**DATASET CONTENT:**
* * * * *

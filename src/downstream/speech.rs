//! Speech-synthesis collaborator.
//!
//! Wraps the hosted text-to-speech endpoint: text goes in as SSML with a
//! subscription key, mp3 bytes come back. Voice and language default to a
//! Spanish/English pair matching the front-end's audience.

use reqwest::Client;
use thiserror::Error;

use crate::config::SpeechConfig;

/// Output format requested from the synthesis service.
const OUTPUT_FORMAT: &str = "audio-24khz-48kbitrate-mono-mp3";

/// Errors raised while synthesizing speech.
#[derive(Debug, Error)]
pub enum SpeechError {
    /// HTTP layer failed before a response was received.
    #[error("HTTP request failed: {0}")]
    Http(#[from] reqwest::Error),
    /// The synthesis service rejected the request.
    #[error("Speech synthesis failed ({status}): {detail}")]
    Upstream {
        /// HTTP status returned by the service.
        status: reqwest::StatusCode,
        /// Body associated with the failing response.
        detail: String,
    },
}

/// Client for the speech-synthesis service.
pub struct SpeechClient {
    http: Client,
    config: SpeechConfig,
}

impl SpeechClient {
    /// Construct a client from a shared HTTP client and resolved settings.
    pub fn new(http: Client, config: SpeechConfig) -> Self {
        Self { http, config }
    }

    /// Synthesize `text` into mp3 bytes.
    pub async fn synthesize(
        &self,
        text: &str,
        lang: &str,
        voice: &str,
    ) -> Result<Vec<u8>, SpeechError> {
        let url = format!(
            "https://{}.tts.speech.microsoft.com/cognitiveservices/v1",
            self.config.region
        );
        let response = self
            .http
            .post(&url)
            .header("Ocp-Apim-Subscription-Key", &self.config.api_key)
            .header("Content-Type", "application/ssml+xml")
            .header("X-Microsoft-OutputFormat", OUTPUT_FORMAT)
            .header("User-Agent", "billscan-tts")
            .body(ssml(text, lang, voice))
            .send()
            .await?;

        let status = response.status();
        if status.as_u16() >= 300 {
            let detail = response.text().await.unwrap_or_default();
            tracing::warn!(%status, "Speech synthesis rejected");
            return Err(SpeechError::Upstream { status, detail });
        }

        Ok(response.bytes().await?.to_vec())
    }
}

/// Build the SSML document for one synthesis call.
///
/// An empty `voice` falls back to a language-appropriate default, and the
/// `xml:lang` tag follows the language prefix.
pub fn ssml(text: &str, lang: &str, voice: &str) -> String {
    let spanish = lang.to_lowercase().starts_with("es");
    let voice = if voice.is_empty() {
        if spanish {
            "es-MX-DaliaNeural"
        } else {
            "en-US-JennyNeural"
        }
    } else {
        voice
    };
    let lang_tag = if spanish { "es-MX" } else { "en-US" };
    format!(
        "<speak version='1.0' xml:lang='{lang_tag}'>\n  <voice name='{voice}'>{text}</voice>\n</speak>"
    )
}
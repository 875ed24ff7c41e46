//! Upload resolution: turning heterogeneous request encodings into one
//! `(bytes, content type, filename)` payload.
//!
//! Front-ends have shipped three encodings over time: raw document bytes,
//! `multipart/form-data` with a single file part, and JSON carrying the
//! document as base64. [`resolve`] tries them in a fixed priority order and
//! produces a single [`UploadPayload`] or a structured error.

pub mod multipart;
pub mod sniff;

use base64::Engine as _;
use base64::engine::general_purpose::STANDARD as BASE64;
use serde_json::Value;
use thiserror::Error;

use crate::trace::DebugTrace;

/// Errors terminal to upload resolution. Both are client-input faults.
#[derive(Debug, Error, PartialEq, Eq)]
pub enum UploadError {
    /// The request body was empty.
    #[error("Request body is empty")]
    EmptyBody,
    /// A multipart body contained no file-bearing part.
    #[error("No file found in multipart body")]
    NoFileFound,
}

/// Resolved document payload, ready for submission to the analysis service.
#[derive(Debug, Clone, PartialEq, Eq)]
pub struct UploadPayload {
    /// Raw document bytes; non-empty by construction.
    pub bytes: Vec<u8>,
    /// Content type forwarded to the analysis service.
    pub content_type: String,
    /// Filename, when the encoding carried one.
    pub filename: Option<String>,
}

/// Resolve an inbound request body into an [`UploadPayload`].
///
/// Priority order:
/// 1. JSON carrying a `bytes_b64`/`data_b64` field (with an optional
///    `content_type` companion). Malformed JSON, a missing field, or invalid
///    base64 silently fall through — they are not errors.
/// 2. Multipart, when the declared content type says so. A multipart body
///    without a file part is a terminal [`UploadError::NoFileFound`].
/// 3. The raw body as the document, typed by the declared header when it is
///    forwardable, else by signature sniffing.
///
/// An empty body is a terminal [`UploadError::EmptyBody`] before anything
/// else is attempted.
pub fn resolve(
    declared_content_type: Option<&str>,
    body: &[u8],
    trace: &mut DebugTrace,
) -> Result<UploadPayload, UploadError> {
    if body.is_empty() {
        return Err(UploadError::EmptyBody);
    }

    if let Some(payload) = try_json_base64(body, trace)? {
        return Ok(payload);
    }

    let declared = declared_content_type.unwrap_or("");
    if declared
        .to_ascii_lowercase()
        .starts_with("multipart/form-data")
    {
        let Some(part) = multipart::extract(body, declared) else {
            trace.push("multipart body contained no file part");
            return Err(UploadError::NoFileFound);
        };
        if part.bytes.is_empty() {
            return Err(UploadError::EmptyBody);
        }
        let content_type = part
            .content_type
            .clone()
            .filter(|declared| sniff::is_forwardable(declared))
            .unwrap_or_else(|| sniff::sniff(&part.bytes).to_string());
        trace.push(format!(
            "multipart part '{}' resolved as {} ({} bytes)",
            part.filename,
            content_type,
            part.bytes.len()
        ));
        return Ok(UploadPayload {
            bytes: part.bytes,
            content_type,
            filename: Some(part.filename),
        });
    }

    let content_type = if sniff::is_forwardable(declared) {
        declared.to_string()
    } else {
        sniff::sniff(body).to_string()
    };
    trace.push(format!(
        "raw body resolved as {content_type} ({} bytes)",
        body.len()
    ));
    Ok(UploadPayload {
        bytes: body.to_vec(),
        content_type,
        filename: None,
    })
}

/// Attempt the JSON+base64 leg; `Ok(None)` means fall through.
fn try_json_base64(
    body: &[u8],
    trace: &mut DebugTrace,
) -> Result<Option<UploadPayload>, UploadError> {
    let Ok(value) = serde_json::from_slice::<Value>(body) else {
        return Ok(None);
    };
    let Some(encoded) = ["bytes_b64", "data_b64"]
        .iter()
        .find_map(|field| value.get(field).and_then(Value::as_str))
    else {
        return Ok(None);
    };
    let Ok(bytes) = BASE64.decode(encoded.trim()) else {
        return Ok(None);
    };
    if bytes.is_empty() {
        return Err(UploadError::EmptyBody);
    }

    let content_type = value
        .get("content_type")
        .and_then(Value::as_str)
        .filter(|declared| sniff::is_forwardable(declared))
        .map(str::to_string)
        .unwrap_or_else(|| sniff::sniff(&bytes).to_string());
    let filename = value
        .get("filename")
        .and_then(Value::as_str)
        .map(str::to_string);
    trace.push(format!(
        "json base64 payload resolved as {content_type} ({} bytes)",
        bytes.len()
    ));
    Ok(Some(UploadPayload {
        bytes,
        content_type,
        filename,
    }))
}

#[cfg(test)]
mod tests {
    use super::*;
    use serde_json::json;

    fn trace() -> DebugTrace {
        DebugTrace::new()
    }

    #[test]
    fn empty_body_is_terminal() {
        assert_eq!(
            resolve(Some("application/pdf"), b"", &mut trace()),
            Err(UploadError::EmptyBody)
        );
    }

    #[test]
    fn json_base64_wins_over_declared_multipart() {
        let body = json!({
            "bytes_b64": BASE64.encode(b"%PDF-1.4 doc"),
            "filename": "bill.pdf"
        })
        .to_string();

        // Declared type lies; the parseable JSON body takes priority.
        let payload = resolve(
            Some("multipart/form-data; boundary=whatever"),
            body.as_bytes(),
            &mut trace(),
        )
        .expect("json leg wins");
        assert_eq!(payload.bytes, b"%PDF-1.4 doc");
        assert_eq!(payload.content_type, "application/pdf");
        assert_eq!(payload.filename.as_deref(), Some("bill.pdf"));
    }

    #[test]
    fn json_companion_content_type_is_honored() {
        let body = json!({
            "data_b64": BASE64.encode(b"not-really-an-image"),
            "content_type": "image/jpeg"
        })
        .to_string();

        let payload = resolve(None, body.as_bytes(), &mut trace()).expect("json leg");
        assert_eq!(payload.content_type, "image/jpeg");
    }

    #[test]
    fn malformed_json_falls_through_to_raw() {
        let payload = resolve(Some("application/json"), b"{not json", &mut trace())
            .expect("raw fallthrough");
        assert_eq!(payload.bytes, b"{not json");
        // application/json is not forwardable, so the body gets sniffed.
        assert_eq!(payload.content_type, sniff::OCTET_STREAM);
    }

    #[test]
    fn json_without_base64_field_falls_through() {
        let body = json!({"text": "hello"}).to_string();
        let payload = resolve(None, body.as_bytes(), &mut trace()).expect("raw fallthrough");
        assert_eq!(payload.bytes, body.as_bytes());
    }

    #[test]
    fn multipart_without_file_part_is_no_file_found() {
        let body = b"--b\r\nContent-Disposition: form-data; name=\"x\"\r\n\r\nvalue\r\n--b--\r\n";
        assert_eq!(
            resolve(
                Some("multipart/form-data; boundary=b"),
                body,
                &mut trace()
            ),
            Err(UploadError::NoFileFound)
        );
    }

    #[test]
    fn multipart_part_type_wins_else_sniffed() {
        let body = b"--b\r\nContent-Disposition: form-data; name=\"f\"; filename=\"a.gif\"\r\n\r\nGIF89a123\r\n--b--\r\n";
        let payload = resolve(
            Some("multipart/form-data; boundary=b"),
            body,
            &mut trace(),
        )
        .expect("file part");
        // No part-level Content-Type, so the PNG/GIF sniffer decides.
        assert_eq!(payload.content_type, "image/gif");
        assert_eq!(payload.filename.as_deref(), Some("a.gif"));
    }

    #[test]
    fn raw_body_keeps_forwardable_declared_type() {
        let payload =
            resolve(Some("image/png"), b"anything", &mut trace()).expect("raw body accepted");
        assert_eq!(payload.content_type, "image/png");
        assert!(payload.filename.is_none());
    }

    #[test]
    fn raw_body_with_generic_type_is_sniffed() {
        let payload = resolve(
            Some("application/octet-stream"),
            b"%PDF-1.7 content",
            &mut trace(),
        )
        .expect("raw body accepted");
        assert_eq!(payload.content_type, "application/pdf");
    }
}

* * * * *

**YOUR INSTRUCTIONS:** Return every line of the listing above where "Disposition" appears.

**SOLUTION TO THE EXERCISE:**
        let body = b"--b\r\nContent-Disposition: form-data; name=\"x\"\r\n\r\nvalue\r\n--b--\r\n";
        let body = b"--b\r\nContent-Disposition: form-data; name=\"f\"; filename=\"a.gif\"\r\n\r\nGIF89a123\r\n--b--\r\n";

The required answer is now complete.